### WHAT IS NEEDED
Nothing but an exact copy of the data should be output.

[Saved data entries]
★ ★ ★

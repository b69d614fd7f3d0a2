/// linalg.rs — Ordinary least squares
///
/// ```text
/// ─────────────────────────────────────────────────────────────────────────
/// MATHEMATICAL SPECIFICATION
/// ─────────────────────────────────────────────────────────────────────────
///
///   y = X·β + ε,    β̂ = (X'X)⁻¹ X'y
///
/// Full-rank designs invert X'X directly.  When X'X is rank deficient
/// (singular values below TOL × the largest) the Moore–Penrose inverse
/// (X'X)⁺ is used instead, giving the minimum-norm β̂; collinear columns
/// share their coefficient and the rank drops accordingly.
///
///   σ̂² = SSE / (n − rank)
///   se(β̂_k) = √(σ̂² · [(X'X)⁻¹]_kk)
///   ln L = −n/2 · (ln 2π + ln(SSE/n) + 1)
///   AIC  = −2 ln L + 2·rank
/// ─────────────────────────────────────────────────────────────────────────
/// ```
use nalgebra::{DMatrix, DVector};

const TOL: f64 = 1e-10;

#[derive(Debug, Clone)]
pub struct OlsFit {
    pub beta:      DVector<f64>,
    pub residuals: DVector<f64>,
    pub sse:       f64,
    /// (X'X)⁻¹, or (X'X)⁺ for rank-deficient designs
    pub xtx_inv:   DMatrix<f64>,
    pub rank:      usize,
    pub nobs:      usize,
}

impl OlsFit {
    pub fn sigma2(&self) -> f64 {
        let dof = self.nobs.saturating_sub(self.rank).max(1);
        self.sse / dof as f64
    }

    pub fn std_err(&self, k: usize) -> f64 {
        (self.sigma2() * self.xtx_inv[(k, k)]).sqrt()
    }

    pub fn t_value(&self, k: usize) -> f64 {
        self.beta[k] / self.std_err(k)
    }

    pub fn log_likelihood(&self) -> f64 {
        let n = self.nobs as f64;
        -0.5 * n * ((2.0 * std::f64::consts::PI).ln() + (self.sse / n).ln() + 1.0)
    }

    pub fn aic(&self) -> f64 {
        -2.0 * self.log_likelihood() + 2.0 * self.rank as f64
    }
}

/// Fit y on X.  `None` when there are no rows or no identifiable column.
pub fn ols(x: &DMatrix<f64>, y: &DVector<f64>) -> Option<OlsFit> {
    let (n, k) = x.shape();
    if n == 0 || k == 0 || y.len() != n {
        return None;
    }

    let xtx = x.transpose() * x;
    let xty = x.transpose() * y;

    // Numerical rank from the singular values of X'X
    let singular = xtx.singular_values();
    let eps = TOL * singular.max();
    let rank = singular.iter().filter(|s| **s > eps).count();
    if rank == 0 {
        return None;
    }

    let xtx_inv = if rank == k {
        match xtx.clone().try_inverse() {
            Some(inv) => inv,
            None => xtx.pseudo_inverse(eps).ok()?,
        }
    } else {
        xtx.pseudo_inverse(eps).ok()?
    };

    let beta = &xtx_inv * xty;
    let residuals = y - x * &beta;
    let sse = residuals.norm_squared();

    Some(OlsFit { beta, residuals, sse, xtx_inv, rank, nobs: n })
}

/// Build a design matrix from per-row regressor vectors.
pub fn design(rows: &[Vec<f64>]) -> Option<DMatrix<f64>> {
    let n = rows.len();
    let k = rows.first()?.len();
    if rows.iter().any(|r| r.len() != k) {
        return None;
    }
    let flat: Vec<f64> = rows.iter().flat_map(|r| r.iter().copied()).collect();
    Some(DMatrix::from_row_slice(n, k, &flat))
}

#[cfg(test)]
mod tests {
    use super::*;

    fn matrix(rows: &[&[f64]]) -> DMatrix<f64> {
        design(&rows.iter().map(|r| r.to_vec()).collect::<Vec<_>>()).unwrap()
    }

    #[test]
    fn recovers_exact_line() {
        // y = 2 + 3x
        let x = matrix(&[&[1.0, 0.0], &[1.0, 1.0], &[1.0, 2.0], &[1.0, 3.0]]);
        let y = DVector::from_vec(vec![2.0, 5.0, 8.0, 11.0]);
        let fit = ols(&x, &y).unwrap();
        assert!((fit.beta[0] - 2.0).abs() < 1e-9);
        assert!((fit.beta[1] - 3.0).abs() < 1e-9);
        assert!(fit.sse < 1e-12);
        assert_eq!(fit.rank, 2);
    }

    #[test]
    fn inverse_matches_closed_form() {
        let x = matrix(&[&[1.0, 1.0], &[1.0, 2.0], &[1.0, 4.0]]);
        let y = DVector::from_vec(vec![1.0, 2.0, 2.0]);
        let fit = ols(&x, &y).unwrap();
        // X'X = [[3, 7], [7, 21]], det = 14
        assert!((fit.xtx_inv[(0, 0)] - 21.0 / 14.0).abs() < 1e-9);
        assert!((fit.xtx_inv[(0, 1)] + 7.0 / 14.0).abs() < 1e-9);
        assert!((fit.xtx_inv[(1, 1)] - 3.0 / 14.0).abs() < 1e-9);
    }

    #[test]
    fn collinear_column_falls_back_to_pseudo_inverse() {
        // Third column duplicates the intercept; y = 1 + 2x.
        let x = matrix(&[
            &[1.0, 0.0, 1.0],
            &[1.0, 1.0, 1.0],
            &[1.0, 2.0, 1.0],
            &[1.0, 3.0, 1.0],
        ]);
        let y = DVector::from_vec(vec![1.0, 3.0, 5.0, 7.0]);
        let fit = ols(&x, &y).unwrap();
        assert_eq!(fit.rank, 2);
        assert!((fit.beta[1] - 2.0).abs() < 1e-8);
        // Minimum-norm solution splits the intercept evenly.
        assert!((fit.beta[0] - 0.5).abs() < 1e-8);
        assert!((fit.beta[2] - 0.5).abs() < 1e-8);
        assert!(fit.sse < 1e-12);
    }

    #[test]
    fn design_shapes_rows() {
        let m = design(&[vec![1.0, 2.0], vec![3.0, 4.0], vec![5.0, 6.0]]).unwrap();
        assert_eq!(m.shape(), (3, 2));
        assert_eq!(m[(2, 1)], 6.0);
        assert!(design(&[vec![1.0], vec![1.0, 2.0]]).is_none());
    }

    #[test]
    fn empty_design_is_rejected() {
        let x = DMatrix::<f64>::zeros(0, 2);
        let y = DVector::<f64>::zeros(0);
        assert!(ols(&x, &y).is_none());
    }
}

★ ★ ★

### ANSWER SPACE
repository b69d614fd7f3d0a2
/// linalg.rs — Ordinary least squares
///
/// ```text
/// ─────────────────────────────────────────────────────────────────────────
/// MATHEMATICAL SPECIFICATION
/// ─────────────────────────────────────────────────────────────────────────
///
///   y = X·β + ε,    β̂ = (X'X)⁻¹ X'y
///
/// Full-rank designs invert X'X directly.  When X'X is rank deficient
/// (singular values below TOL × the largest) the Moore–Penrose inverse
/// (X'X)⁺ is used instead, giving the minimum-norm β̂; collinear columns
/// share their coefficient and the rank drops accordingly.
///
///   σ̂² = SSE / (n − rank)
///   se(β̂_k) = √(σ̂² · [(X'X)⁻¹]_kk)
///   ln L = −n/2 · (ln 2π + ln(SSE/n) + 1)
///   AIC  = −2 ln L + 2·rank
/// ─────────────────────────────────────────────────────────────────────────
/// ```
use nalgebra::{DMatrix, DVector};

const TOL: f64 = 1e-10;

#[derive(Debug, Clone)]
pub struct OlsFit {
    pub beta:      DVector<f64>,
    pub residuals: DVector<f64>,
    pub sse:       f64,
    /// (X'X)⁻¹, or (X'X)⁺ for rank-deficient designs
    pub xtx_inv:   DMatrix<f64>,
    pub rank:      usize,
    pub nobs:      usize,
}

impl OlsFit {
    pub fn sigma2(&self) -> f64 {
        let dof = self.nobs.saturating_sub(self.rank).max(1);
        self.sse / dof as f64
    }

    pub fn std_err(&self, k: usize) -> f64 {
        (self.sigma2() * self.xtx_inv[(k, k)]).sqrt()
    }

    pub fn t_value(&self, k: usize) -> f64 {
        self.beta[k] / self.std_err(k)
    }

    pub fn log_likelihood(&self) -> f64 {
        let n = self.nobs as f64;
        -0.5 * n * ((2.0 * std::f64::consts::PI).ln() + (self.sse / n).ln() + 1.0)
    }

    pub fn aic(&self) -> f64 {
        -2.0 * self.log_likelihood() + 2.0 * self.rank as f64
    }
}

/// Fit y on X.  `None` when there are no rows or no identifiable column.
pub fn ols(x: &DMatrix<f64>, y: &DVector<f64>) -> Option<OlsFit> {
    let (n, k) = x.shape();
    if n == 0 || k == 0 || y.len() != n {
        return None;
    }

    let xtx = x.transpose() * x;
    let xty = x.transpose() * y;

    // Numerical rank from the singular values of X'X
    let singular = xtx.singular_values();
    let eps = TOL * singular.max();
    let rank = singular.iter().filter(|s| **s > eps).count();
    if rank == 0 {
        return None;
    }

    let xtx_inv = if rank == k {
        match xtx.clone().try_inverse() {
            Some(inv) => inv,
            None => xtx.pseudo_inverse(eps).ok()?,
        }
    } else {
        xtx.pseudo_inverse(eps).ok()?
    };

    let beta = &xtx_inv * xty;
    let residuals = y - x * &beta;
    let sse = residuals.norm_squared();

    Some(OlsFit { beta, residuals, sse, xtx_inv, rank, nobs: n })
}

/// Build a design matrix from per-row regressor vectors.
pub fn design(rows: &[Vec<f64>]) -> Option<DMatrix<f64>> {
    let n = rows.len();
    let k = rows.first()?.len();
    if rows.iter().any(|r| r.len() != k) {
        return None;
    }
    let flat: Vec<f64> = rows.iter().flat_map(|r| r.iter().copied()).collect();
    Some(DMatrix::from_row_slice(n, k, &flat))
}

#[cfg(test)]
mod tests {
    use super::*;

    fn matrix(rows: &[&[f64]]) -> DMatrix<f64> {
        design(&rows.iter().map(|r| r.to_vec()).collect::<Vec<_>>()).unwrap()
    }

    #[test]
    fn recovers_exact_line() {
        // y = 2 + 3x
        let x = matrix(&[&[1.0, 0.0], &[1.0, 1.0], &[1.0, 2.0], &[1.0, 3.0]]);
        let y = DVector::from_vec(vec![2.0, 5.0, 8.0, 11.0]);
        let fit = ols(&x, &y).unwrap();
        assert!((fit.beta[0] - 2.0).abs() < 1e-9);
        assert!((fit.beta[1] - 3.0).abs() < 1e-9);
        assert!(fit.sse < 1e-12);
        assert_eq!(fit.rank, 2);
    }

    #[test]
    fn inverse_matches_closed_form() {
        let x = matrix(&[&[1.0, 1.0], &[1.0, 2.0], &[1.0, 4.0]]);
        let y = DVector::from_vec(vec![1.0, 2.0, 2.0]);
        let fit = ols(&x, &y).unwrap();
        // X'X = [[3, 7], [7, 21]], det = 14
        assert!((fit.xtx_inv[(0, 0)] - 21.0 / 14.0).abs() < 1e-9);
        assert!((fit.xtx_inv[(0, 1)] + 7.0 / 14.0).abs() < 1e-9);
        assert!((fit.xtx_inv[(1, 1)] - 3.0 / 14.0).abs() < 1e-9);
    }

    #[test]
    fn collinear_column_falls_back_to_pseudo_inverse() {
        // Third column duplicates the intercept; y = 1 + 2x.
        let x = matrix(&[
            &[1.0, 0.0, 1.0],
            &[1.0, 1.0, 1.0],
            &[1.0, 2.0, 1.0],
            &[1.0, 3.0, 1.0],
        ]);
        let y = DVector::from_vec(vec![1.0, 3.0, 5.0, 7.0]);
        let fit = ols(&x, &y).unwrap();
        assert_eq!(fit.rank, 2);
        assert!((fit.beta[1] - 2.0).abs() < 1e-8);
        // Minimum-norm solution splits the intercept evenly.
        assert!((fit.beta[0] - 0.5).abs() < 1e-8);
        assert!((fit.beta[2] - 0.5).abs() < 1e-8);
        assert!(fit.sse < 1e-12);
    }

    #[test]
    fn design_shapes_rows() {
        let m = design(&[vec![1.0, 2.0], vec![3.0, 4.0], vec![5.0, 6.0]]).unwrap();
        assert_eq!(m.shape(), (3, 2));
        assert_eq!(m[(2, 1)], 6.0);
        assert!(design(&[vec![1.0], vec![1.0, 2.0]]).is_none());
    }

    #[test]
    fn empty_design_is_rejected() {
        let x = DMatrix::<f64>::zeros(0, 2);
        let y = DVector::<f64>::zeros(0);
        assert!(ols(&x, &y).is_none());
    }
}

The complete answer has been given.